→ WHAT TO DO
In the material below, the lines containing the word "records" are required; copy each of them.
====================
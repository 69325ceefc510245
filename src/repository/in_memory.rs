//! In-memory implementation of every repository trait
//!
//! All state sits behind one mutex, so each operation (borrow, return,
//! sweep) is applied as a whole or not at all, like a database transaction.

use std::collections::{BTreeMap, BTreeSet, HashMap};

use async_trait::async_trait;
use chrono::{DateTime, Utc};
use parking_lot::Mutex;
use rust_decimal::Decimal;

use crate::{
    error::{AppError, AppResult},
    models::{
        book::{Book, BookQuery, CreateBook, UpdateBook},
        fee::{late_return_reason, overdue_reason, Fee, FeeDetails, FinePolicy, SweepReport},
        loan::{BorrowRecord, LoanCounts, LoanFilter, LoanRow, ReturnOutcome},
        stats::{ActiveUser, PopularBook},
        user::{NewUser, Role, User, UserChanges, UserQuery},
    },
};

use super::{
    books::{BookCounts, BooksRepository, BILLED_HISTORY},
    fees::FeesRepository,
    loans::{LoansRepository, ALREADY_BORROWED, NOT_AVAILABLE, NOT_BORROWED},
    page_bounds,
    users::{UserCounts, UsersRepository},
};

#[derive(Default)]
struct State {
    users: BTreeMap<i32, User>,
    books: BTreeMap<i32, Book>,
    records: BTreeMap<i32, BorrowRecord>,
    fees: BTreeMap<i32, Fee>,
    next_user_id: i32,
    next_book_id: i32,
    next_record_id: i32,
    next_fee_id: i32,
}

fn next_id(counter: &mut i32) -> i32 {
    *counter += 1;
    *counter
}

fn contains_ci(haystack: &str, needle: &str) -> bool {
    haystack.to_lowercase().contains(&needle.to_lowercase())
}

fn paginate<T>(items: Vec<T>, page: Option<i64>, per_page: Option<i64>) -> Vec<T> {
    let (_, per_page, offset) = page_bounds(page, per_page);
    items
        .into_iter()
        .skip(usize::try_from(offset).unwrap_or(usize::MAX))
        .take(usize::try_from(per_page).unwrap_or(usize::MAX))
        .collect()
}

impl State {
    fn user(&self, id: i32) -> AppResult<&User> {
        self.users
            .get(&id)
            .ok_or_else(|| AppError::NotFound(format!("User with id {} not found", id)))
    }

    fn book(&self, id: i32) -> AppResult<&Book> {
        self.books
            .get(&id)
            .ok_or_else(|| AppError::NotFound(format!("Book with id {} not found", id)))
    }

    fn active_record(&self, user_id: i32, book_id: i32) -> Option<&BorrowRecord> {
        self.records
            .values()
            .find(|r| r.user_id == user_id && r.book_id == book_id && r.is_active())
    }

    fn loan_row(&self, record: &BorrowRecord) -> LoanRow {
        let book = self.books.get(&record.book_id);
        let user = self.users.get(&record.user_id);
        LoanRow {
            record: record.clone(),
            book_title: book.map(|b| b.title.clone()).unwrap_or_default(),
            book_author: book.map(|b| b.author.clone()).unwrap_or_default(),
            user_fullname: user.map(|u| u.fullname.clone()).unwrap_or_default(),
        }
    }

    fn insert_fee(
        &mut self,
        user_id: i32,
        record_id: i32,
        now: DateTime<Utc>,
        amount: Decimal,
        reason: String,
    ) -> Fee {
        let fee = Fee {
            id: next_id(&mut self.next_fee_id),
            user_id,
            borrow_record_id: Some(record_id),
            created_at: now,
            amount,
            reason,
        };
        self.fees.insert(fee.id, fee.clone());
        fee
    }
}
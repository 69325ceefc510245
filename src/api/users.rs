//! User management endpoints

use axum::{
    extract::{Path, Query, State},
    http::StatusCode,
    Json,
};
use validator::Validate;

use crate::{
    error::AppResult,
    models::{
        stats::UserProfile,
        user::{Access, UpdateUser, User, UserQuery},
    },
    AppState,
};

use super::{ApiJson, AuthenticatedUser, PaginatedResponse};

/// List users with search and pagination
#[utoipa::path(
    get,
    path = "/users",
    tag = "users",
    security(("bearer_auth" = [])),
    params(UserQuery),
    responses(
        (status = 200, description = "List of users", body = PaginatedResponse<User>),
        (status = 403, description = "Administrator privileges required")
    )
)]
pub async fn list_users(
    State(state): State<AppState>,
    AuthenticatedUser(claims): AuthenticatedUser,
    Query(query): Query<UserQuery>,
) -> AppResult<Json<PaginatedResponse<User>>> {
    claims.require_admin()?;

    let (users, total) = state.services.users.search_users(&query).await?;
    Ok(Json(PaginatedResponse::new(users, total, query.page, query.per_page)))
}

/// Get a user profile with borrowing totals
#[utoipa::path(
    get,
    path = "/users/{id}",
    tag = "users",
    security(("bearer_auth" = [])),
    params(
        ("id" = i32, Path, description = "User ID")
    ),
    responses(
        (status = 200, description = "User profile", body = UserProfile),
        (status = 403, description = "Not the owner"),
        (status = 404, description = "User not found")
    )
)]
pub async fn get_user(
    State(state): State<AppState>,
    AuthenticatedUser(claims): AuthenticatedUser,
    Path(id): Path<i32>,
) -> AppResult<Json<UserProfile>> {
    claims.authorize(Access::Owner(id))?;

    let profile = state.services.users.get_profile(id).await?;
    Ok(Json(profile))
}

/// Update a user. Students may change their own name and email; only admins change roles.
#[utoipa::path(
    put,
    path = "/users/{id}",
    tag = "users",
    security(("bearer_auth" = [])),
    params(
        ("id" = i32, Path, description = "User ID")
    ),
    request_body = UpdateUser,
    responses(
        (status = 200, description = "User updated", body = User),
        (status = 400, description = "Invalid input"),
        (status = 403, description = "Not the owner, or role change by a non-admin"),
        (status = 404, description = "User not found")
    )
)]
pub async fn update_user(
    State(state): State<AppState>,
    AuthenticatedUser(claims): AuthenticatedUser,
    Path(id): Path<i32>,
    ApiJson(update): ApiJson<UpdateUser>,
) -> AppResult<Json<User>> {
    claims.authorize(Access::Owner(id))?;
    if update.role.is_some() {
        claims.require_admin()?;
    }
    update.validate()?;

    let user = state.services.users.update_user(id, update).await?;
    Ok(Json(user))
}

/// Delete a user
#[utoipa::path(
    delete,
    path = "/users/{id}",
    tag = "users",
    security(("bearer_auth" = [])),
    params(
        ("id" = i32, Path, description = "User ID")
    ),
    responses(
        (status = 204, description = "User deleted"),
        (status = 400, description = "User still holds borrowed books"),
        (status = 403, description = "Administrator privileges required"),
        (status = 404, description = "User not found")
    )
)]
pub async fn delete_user(
    State(state): State<AppState>,
    AuthenticatedUser(claims): AuthenticatedUser,
    Path(id): Path<i32>,
) -> AppResult<StatusCode> {
    claims.require_admin()?;

    state.services.users.delete_user(id).await?;
    Ok(StatusCode::NO_CONTENT)
}
//! Business logic services

pub mod catalog;
pub mod loans;
pub mod stats;
pub mod sweep;
pub mod users;

use crate::{config::AppConfig, models::fee::FinePolicy, repository::Repository};

/// Container for all services
#[derive(Clone)]
pub struct Services {
    pub users: users::UsersService,
    pub catalog: catalog::CatalogService,
    pub loans: loans::LoansService,
    pub stats: stats::StatsService,
}

impl Services {
    /// Create all services with the given repository
    pub fn new(repository: Repository, config: &AppConfig) -> Self {
        Self {
            users: users::UsersService::new(repository.clone(), config.auth.clone()),
            catalog: catalog::CatalogService::new(repository.clone()),
            loans: loans::LoansService::new(repository.clone(), FinePolicy::from(&config.loans)),
            stats: stats::StatsService::new(repository),
        }
    }
}
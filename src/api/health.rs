//! Health check endpoints

use axum::{extract::State, Json};
use serde::Serialize;
use utoipa::ToSchema;

use crate::{error::AppResult, AppState};

#[derive(Serialize, ToSchema)]
pub struct HealthResponse {
    /// Current status of the service
    pub status: String,
    /// Version of the service
    pub version: String,
}

/// Health check endpoint
#[utoipa::path(
    get,
    path = "/health",
    tag = "health",
    responses(
        (status = 200, description = "Service is healthy", body = HealthResponse)
    )
)]
pub async fn health_check() -> Json<HealthResponse> {
    Json(HealthResponse {
        status: "healthy".to_string(),
        version: env!("CARGO_PKG_VERSION").to_string(),
    })
}

/// Readiness check endpoint (checks database connectivity)
#[utoipa::path(
    get,
    path = "/ready",
    tag = "health",
    responses(
        (status = 200, description = "Service is ready", body = HealthResponse),
        (status = 500, description = "Store unreachable", body = crate::error::ErrorResponse)
    )
)]
pub async fn readiness_check(State(state): State<AppState>) -> AppResult<Json<HealthResponse>> {
    state.repository.ping().await?;
    Ok(Json(HealthResponse {
        status: "ready".to_string(),
        version: env!("CARGO_PKG_VERSION").to_string(),
    }))
}
//! Authentication endpoints

use axum::{extract::State, http::StatusCode, Json};
use serde::{Deserialize, Serialize};
use utoipa::ToSchema;
use validator::Validate;

use crate::{
    error::AppResult,
    models::user::{RegisterUser, User},
    AppState,
};

use super::{ApiJson, AuthenticatedUser};

/// Login request
#[derive(Deserialize, ToSchema)]
pub struct LoginRequest {
    pub username: String,
    pub password: String,
}

/// Login response with JWT token
#[derive(Serialize, ToSchema)]
pub struct LoginResponse {
    /// JWT access token
    pub token: String,
    /// Always "Bearer"
    pub token_type: String,
    /// Token lifetime in seconds
    pub expires_in: u64,
    pub user: User,
}

/// Register a student account
#[utoipa::path(
    post,
    path = "/auth/register",
    tag = "auth",
    request_body = RegisterUser,
    responses(
        (status = 201, description = "Student registered", body = User),
        (status = 400, description = "Invalid input or username taken", body = crate::error::ErrorResponse)
    )
)]
pub async fn register(
    State(state): State<AppState>,
    ApiJson(request): ApiJson<RegisterUser>,
) -> AppResult<(StatusCode, Json<User>)> {
    request.validate()?;

    let user = state.services.users.register(request).await?;
    Ok((StatusCode::CREATED, Json(user)))
}

/// Authenticate and obtain a token
#[utoipa::path(
    post,
    path = "/auth/login",
    tag = "auth",
    request_body = LoginRequest,
    responses(
        (status = 200, description = "Logged in", body = LoginResponse),
        (status = 401, description = "Invalid credentials", body = crate::error::ErrorResponse)
    )
)]
pub async fn login(
    State(state): State<AppState>,
    ApiJson(request): ApiJson<LoginRequest>,
) -> AppResult<Json<LoginResponse>> {
    let (token, user) = state
        .services
        .users
        .authenticate(&request.username, &request.password)
        .await?;

    Ok(Json(LoginResponse {
        token,
        token_type: "Bearer".to_string(),
        expires_in: state.config.auth.jwt_expiration_hours * 3600,
        user,
    }))
}

/// Current user
#[utoipa::path(
    get,
    path = "/auth/me",
    tag = "auth",
    security(("bearer_auth" = [])),
    responses(
        (status = 200, description = "Authenticated user", body = User),
        (status = 401, description = "Not authenticated", body = crate::error::ErrorResponse)
    )
)]
pub async fn me(
    State(state): State<AppState>,
    AuthenticatedUser(claims): AuthenticatedUser,
) -> AppResult<Json<User>> {
    let user = state.services.users.get_by_id(claims.user_id).await?;
    Ok(Json(user))
}
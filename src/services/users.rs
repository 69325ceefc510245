//! Authentication and user management service

use argon2::{
    password_hash::{rand_core::OsRng, PasswordHash, PasswordHasher, PasswordVerifier, SaltString},
    Argon2,
};
use chrono::Utc;

use crate::{
    config::AuthConfig,
    error::{AppError, AppResult},
    models::{
        stats::UserProfile,
        user::{NewUser, RegisterUser, Role, UpdateUser, User, UserChanges, UserClaims, UserQuery},
    },
    repository::Repository,
};

#[derive(Clone)]
pub struct UsersService {
    repository: Repository,
    config: AuthConfig,
}

impl UsersService {
    pub fn new(repository: Repository, config: AuthConfig) -> Self {
        Self { repository, config }
    }

    /// Authenticate user by username and return a JWT token
    pub async fn authenticate(&self, username: &str, password: &str) -> AppResult<(String, User)> {
        let user = self
            .repository
            .users
            .get_by_username(username)
            .await?
            .ok_or_else(|| AppError::Authentication("Invalid username or password".to_string()))?;

        if !self.verify_password(&user, password)? {
            tracing::debug!(username, "Login rejected");
            return Err(AppError::Authentication("Invalid username or password".to_string()));
        }

        let token = self.create_token_for_user(&user)?;
        tracing::info!(user_id = user.id, role = %user.role, "User logged in");
        Ok((token, user))
    }

    /// Issue a token for an already authenticated user
    pub fn create_token_for_user(&self, user: &User) -> AppResult<String> {
        UserClaims::new(user, self.config.jwt_expiration_hours)
            .create_token(&self.config.jwt_secret)
            .map_err(|e| AppError::Internal(format!("Failed to create token: {}", e)))
    }

    /// Self-registration. Always creates a student.
    pub async fn register(&self, request: RegisterUser) -> AppResult<User> {
        let user = self
            .repository
            .users
            .create(&NewUser {
                fullname: request.fullname,
                username: request.username,
                email: request.email,
                password_hash: self.hash_password(&request.password)?,
                role: Role::Student,
            })
            .await?;

        tracing::info!(user_id = user.id, username = %user.username, "Student registered");
        Ok(user)
    }

    /// Create the configured admin account unless its login is already taken
    pub async fn ensure_admin(&self) -> AppResult<Option<User>> {
        let (Some(login), Some(password)) = (
            self.config.bootstrap_admin_login.as_deref(),
            self.config.bootstrap_admin_password.as_deref(),
        ) else {
            return Ok(None);
        };

        if self.repository.users.get_by_username(login).await?.is_some() {
            return Ok(None);
        }

        let admin = self
            .repository
            .users
            .create(&NewUser {
                fullname: "Administrator".to_string(),
                username: login.to_string(),
                email: String::new(),
                password_hash: self.hash_password(password)?,
                role: Role::Admin,
            })
            .await?;

        tracing::info!(user_id = admin.id, username = %admin.username, "Bootstrap admin created");
        Ok(Some(admin))
    }

    fn verify_password(&self, user: &User, password: &str) -> AppResult<bool> {
        let parsed_hash = PasswordHash::new(&user.password)
            .map_err(|e| AppError::Internal(format!("Invalid password hash: {}", e)))?;
        Ok(Argon2::default()
            .verify_password(password.as_bytes(), &parsed_hash)
            .is_ok())
    }

    /// Hash a password using Argon2
    pub fn hash_password(&self, password: &str) -> AppResult<String> {
        let salt = SaltString::generate(&mut OsRng);
        Argon2::default()
            .hash_password(password.as_bytes(), &salt)
            .map(|hash| hash.to_string())
            .map_err(|e| AppError::Internal(format!("Failed to hash password: {}", e)))
    }

    pub async fn get_by_id(&self, id: i32) -> AppResult<User> {
        self.repository.users.get_by_id(id).await
    }

    /// User with borrowing and fine totals
    pub async fn get_profile(&self, id: i32) -> AppResult<UserProfile> {
        let user = self.repository.users.get_by_id(id).await?;
        let counts = self.repository.loans.counts(Some(id), Utc::now()).await?;
        let total_fines = self.repository.fees.total(Some(id)).await?;

        Ok(UserProfile {
            user,
            total_borrowed: counts.total,
            currently_borrowed: counts.active,
            total_fines,
        })
    }

    pub async fn search_users(&self, query: &UserQuery) -> AppResult<(Vec<User>, i64)> {
        self.repository.users.search(query).await
    }

    pub async fn update_user(&self, id: i32, update: UpdateUser) -> AppResult<User> {
        let changes = UserChanges {
            fullname: update.fullname,
            email: update.email,
            role: update.role,
        };
        let user = self.repository.users.update(id, &changes).await?;
        if let Some(role) = changes.role {
            tracing::info!(user_id = id, %role, "User role changed");
        }
        Ok(user)
    }

    pub async fn delete_user(&self, id: i32) -> AppResult<()> {
        self.repository.users.delete(id).await?;
        tracing::info!(user_id = id, "User deleted");
        Ok(())
    }
}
====================
→ EXPECTED ANSWER
    records: BTreeMap<i32, BorrowRecord>,
        self.records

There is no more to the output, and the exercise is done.